**What to work on**: If a line in the records below holds the word "within", copy it.

**Task material**:
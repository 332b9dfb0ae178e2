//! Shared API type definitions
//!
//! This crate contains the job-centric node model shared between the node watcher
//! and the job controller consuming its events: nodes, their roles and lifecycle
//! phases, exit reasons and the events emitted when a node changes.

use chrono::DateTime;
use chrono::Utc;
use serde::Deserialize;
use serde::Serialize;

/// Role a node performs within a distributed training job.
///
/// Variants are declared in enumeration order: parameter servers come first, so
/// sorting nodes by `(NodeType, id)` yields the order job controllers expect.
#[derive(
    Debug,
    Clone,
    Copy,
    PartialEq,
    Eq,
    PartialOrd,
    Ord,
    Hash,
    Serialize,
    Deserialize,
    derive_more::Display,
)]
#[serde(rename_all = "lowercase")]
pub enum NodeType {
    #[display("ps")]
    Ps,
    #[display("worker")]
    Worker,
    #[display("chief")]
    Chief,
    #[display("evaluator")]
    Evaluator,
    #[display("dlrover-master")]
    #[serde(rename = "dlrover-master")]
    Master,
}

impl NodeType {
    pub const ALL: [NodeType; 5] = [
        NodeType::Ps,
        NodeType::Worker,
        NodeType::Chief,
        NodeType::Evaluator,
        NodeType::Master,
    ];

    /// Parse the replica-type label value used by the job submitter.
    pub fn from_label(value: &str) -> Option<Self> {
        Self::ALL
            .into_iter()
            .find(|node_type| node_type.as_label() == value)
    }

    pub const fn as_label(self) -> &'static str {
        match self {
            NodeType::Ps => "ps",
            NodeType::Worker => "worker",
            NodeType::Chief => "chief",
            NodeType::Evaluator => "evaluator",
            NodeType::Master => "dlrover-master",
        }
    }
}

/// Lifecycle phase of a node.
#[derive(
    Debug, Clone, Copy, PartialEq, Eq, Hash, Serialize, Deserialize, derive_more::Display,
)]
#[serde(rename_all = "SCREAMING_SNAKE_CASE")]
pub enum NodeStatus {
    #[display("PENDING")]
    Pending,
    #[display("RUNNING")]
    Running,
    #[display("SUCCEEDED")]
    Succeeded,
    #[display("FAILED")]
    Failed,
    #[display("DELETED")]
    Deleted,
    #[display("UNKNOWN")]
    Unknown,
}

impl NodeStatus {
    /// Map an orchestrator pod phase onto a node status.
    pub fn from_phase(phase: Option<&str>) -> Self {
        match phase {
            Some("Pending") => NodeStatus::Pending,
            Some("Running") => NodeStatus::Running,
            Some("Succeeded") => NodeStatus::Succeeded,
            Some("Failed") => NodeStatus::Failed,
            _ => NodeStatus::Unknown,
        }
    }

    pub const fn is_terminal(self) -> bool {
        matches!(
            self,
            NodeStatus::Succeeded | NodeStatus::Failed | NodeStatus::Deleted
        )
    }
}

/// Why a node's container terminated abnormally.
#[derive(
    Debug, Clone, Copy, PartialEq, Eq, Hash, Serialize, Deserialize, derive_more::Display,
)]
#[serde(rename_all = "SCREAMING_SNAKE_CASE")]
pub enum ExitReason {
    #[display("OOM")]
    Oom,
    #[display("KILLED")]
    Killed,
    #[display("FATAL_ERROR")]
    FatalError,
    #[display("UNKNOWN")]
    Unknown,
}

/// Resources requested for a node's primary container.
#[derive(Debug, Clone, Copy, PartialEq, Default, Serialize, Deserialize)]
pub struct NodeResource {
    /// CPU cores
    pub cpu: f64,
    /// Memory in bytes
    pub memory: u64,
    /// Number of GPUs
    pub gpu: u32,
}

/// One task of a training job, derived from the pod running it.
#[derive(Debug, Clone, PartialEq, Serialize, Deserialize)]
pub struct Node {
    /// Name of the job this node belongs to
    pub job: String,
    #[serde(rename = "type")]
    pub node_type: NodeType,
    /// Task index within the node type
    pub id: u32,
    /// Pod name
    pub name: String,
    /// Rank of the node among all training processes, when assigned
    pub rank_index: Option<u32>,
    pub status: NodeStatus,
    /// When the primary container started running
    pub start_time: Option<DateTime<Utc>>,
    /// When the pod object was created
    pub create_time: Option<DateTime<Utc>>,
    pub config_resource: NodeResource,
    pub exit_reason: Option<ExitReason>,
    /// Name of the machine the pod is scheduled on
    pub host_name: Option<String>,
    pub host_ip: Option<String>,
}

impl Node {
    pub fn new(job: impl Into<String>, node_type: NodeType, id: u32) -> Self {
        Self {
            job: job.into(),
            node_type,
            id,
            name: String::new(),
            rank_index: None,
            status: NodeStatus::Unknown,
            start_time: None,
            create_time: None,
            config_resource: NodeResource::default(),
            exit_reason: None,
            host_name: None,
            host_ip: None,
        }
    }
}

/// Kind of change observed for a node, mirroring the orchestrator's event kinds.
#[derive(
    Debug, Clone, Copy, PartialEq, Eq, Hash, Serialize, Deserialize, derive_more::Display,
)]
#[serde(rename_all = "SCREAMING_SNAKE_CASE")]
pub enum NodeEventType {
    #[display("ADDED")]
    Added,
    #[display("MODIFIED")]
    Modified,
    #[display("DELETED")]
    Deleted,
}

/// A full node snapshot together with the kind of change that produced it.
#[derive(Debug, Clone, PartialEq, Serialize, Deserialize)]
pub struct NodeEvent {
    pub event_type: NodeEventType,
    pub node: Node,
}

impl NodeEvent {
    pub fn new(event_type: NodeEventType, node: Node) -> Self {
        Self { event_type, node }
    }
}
==
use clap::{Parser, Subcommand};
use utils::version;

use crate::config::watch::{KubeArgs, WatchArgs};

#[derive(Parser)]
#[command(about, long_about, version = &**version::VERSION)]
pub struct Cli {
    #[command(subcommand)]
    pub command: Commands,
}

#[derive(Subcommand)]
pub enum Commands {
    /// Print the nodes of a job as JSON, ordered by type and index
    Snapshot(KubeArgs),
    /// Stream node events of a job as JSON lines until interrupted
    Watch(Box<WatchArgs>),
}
---
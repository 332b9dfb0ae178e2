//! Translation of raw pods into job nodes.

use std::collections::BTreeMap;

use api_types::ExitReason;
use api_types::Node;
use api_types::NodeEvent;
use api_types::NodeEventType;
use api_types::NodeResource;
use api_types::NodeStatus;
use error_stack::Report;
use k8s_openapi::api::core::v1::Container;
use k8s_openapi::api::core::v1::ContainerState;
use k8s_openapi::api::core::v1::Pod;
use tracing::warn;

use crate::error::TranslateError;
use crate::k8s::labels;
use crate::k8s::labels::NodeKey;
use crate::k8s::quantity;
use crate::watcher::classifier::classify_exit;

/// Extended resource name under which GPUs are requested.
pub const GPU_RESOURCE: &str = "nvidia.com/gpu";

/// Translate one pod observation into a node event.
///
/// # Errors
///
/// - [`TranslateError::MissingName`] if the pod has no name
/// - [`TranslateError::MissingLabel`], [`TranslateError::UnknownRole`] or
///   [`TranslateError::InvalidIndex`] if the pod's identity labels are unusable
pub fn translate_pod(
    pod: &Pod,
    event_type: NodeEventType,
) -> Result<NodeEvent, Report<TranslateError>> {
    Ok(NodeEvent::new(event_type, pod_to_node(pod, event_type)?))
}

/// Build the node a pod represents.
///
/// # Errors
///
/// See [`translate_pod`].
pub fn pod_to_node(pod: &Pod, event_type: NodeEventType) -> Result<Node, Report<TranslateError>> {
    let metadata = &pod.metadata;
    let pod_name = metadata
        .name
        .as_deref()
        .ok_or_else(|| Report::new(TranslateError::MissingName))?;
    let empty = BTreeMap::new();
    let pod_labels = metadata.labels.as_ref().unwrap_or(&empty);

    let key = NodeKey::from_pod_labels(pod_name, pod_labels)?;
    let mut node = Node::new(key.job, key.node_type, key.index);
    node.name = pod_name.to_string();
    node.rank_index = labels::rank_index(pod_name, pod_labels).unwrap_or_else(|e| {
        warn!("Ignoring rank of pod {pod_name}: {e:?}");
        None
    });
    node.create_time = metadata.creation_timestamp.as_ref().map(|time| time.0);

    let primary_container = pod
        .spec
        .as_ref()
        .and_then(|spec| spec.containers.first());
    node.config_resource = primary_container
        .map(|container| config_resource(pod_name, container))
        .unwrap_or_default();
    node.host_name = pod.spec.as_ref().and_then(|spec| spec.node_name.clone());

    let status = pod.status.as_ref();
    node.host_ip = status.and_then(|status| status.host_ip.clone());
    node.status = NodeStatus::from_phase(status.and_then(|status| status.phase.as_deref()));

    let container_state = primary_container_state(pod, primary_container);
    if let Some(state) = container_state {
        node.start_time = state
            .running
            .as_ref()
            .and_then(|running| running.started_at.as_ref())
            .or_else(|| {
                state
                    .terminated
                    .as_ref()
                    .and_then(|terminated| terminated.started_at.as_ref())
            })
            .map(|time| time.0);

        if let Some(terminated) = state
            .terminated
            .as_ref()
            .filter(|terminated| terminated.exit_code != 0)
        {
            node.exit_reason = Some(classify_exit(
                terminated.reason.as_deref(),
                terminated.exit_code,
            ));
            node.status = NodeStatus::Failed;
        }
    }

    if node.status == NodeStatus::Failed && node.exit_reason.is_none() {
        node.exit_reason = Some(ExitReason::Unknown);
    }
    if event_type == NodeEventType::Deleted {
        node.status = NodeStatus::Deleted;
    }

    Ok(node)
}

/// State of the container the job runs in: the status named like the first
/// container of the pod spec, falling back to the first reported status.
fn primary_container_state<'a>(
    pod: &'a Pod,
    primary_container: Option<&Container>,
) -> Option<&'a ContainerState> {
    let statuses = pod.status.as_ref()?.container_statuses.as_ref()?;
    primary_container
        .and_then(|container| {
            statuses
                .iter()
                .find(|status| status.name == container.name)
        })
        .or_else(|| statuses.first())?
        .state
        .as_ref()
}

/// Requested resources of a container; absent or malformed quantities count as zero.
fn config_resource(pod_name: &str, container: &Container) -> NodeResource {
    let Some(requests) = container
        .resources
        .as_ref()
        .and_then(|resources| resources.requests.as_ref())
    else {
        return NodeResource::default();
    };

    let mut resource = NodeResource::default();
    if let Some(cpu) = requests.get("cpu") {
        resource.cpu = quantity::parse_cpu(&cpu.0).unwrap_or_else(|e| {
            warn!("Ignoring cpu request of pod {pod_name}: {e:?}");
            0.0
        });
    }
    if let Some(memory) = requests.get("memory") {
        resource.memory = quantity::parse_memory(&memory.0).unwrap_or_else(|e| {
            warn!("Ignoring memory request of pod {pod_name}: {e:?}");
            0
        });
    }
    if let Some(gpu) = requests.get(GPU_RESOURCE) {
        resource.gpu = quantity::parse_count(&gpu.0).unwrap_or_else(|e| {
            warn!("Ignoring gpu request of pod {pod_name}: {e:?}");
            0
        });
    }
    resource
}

**Reply**:
/// Role a node performs within a distributed training job.
    /// Task index within the node type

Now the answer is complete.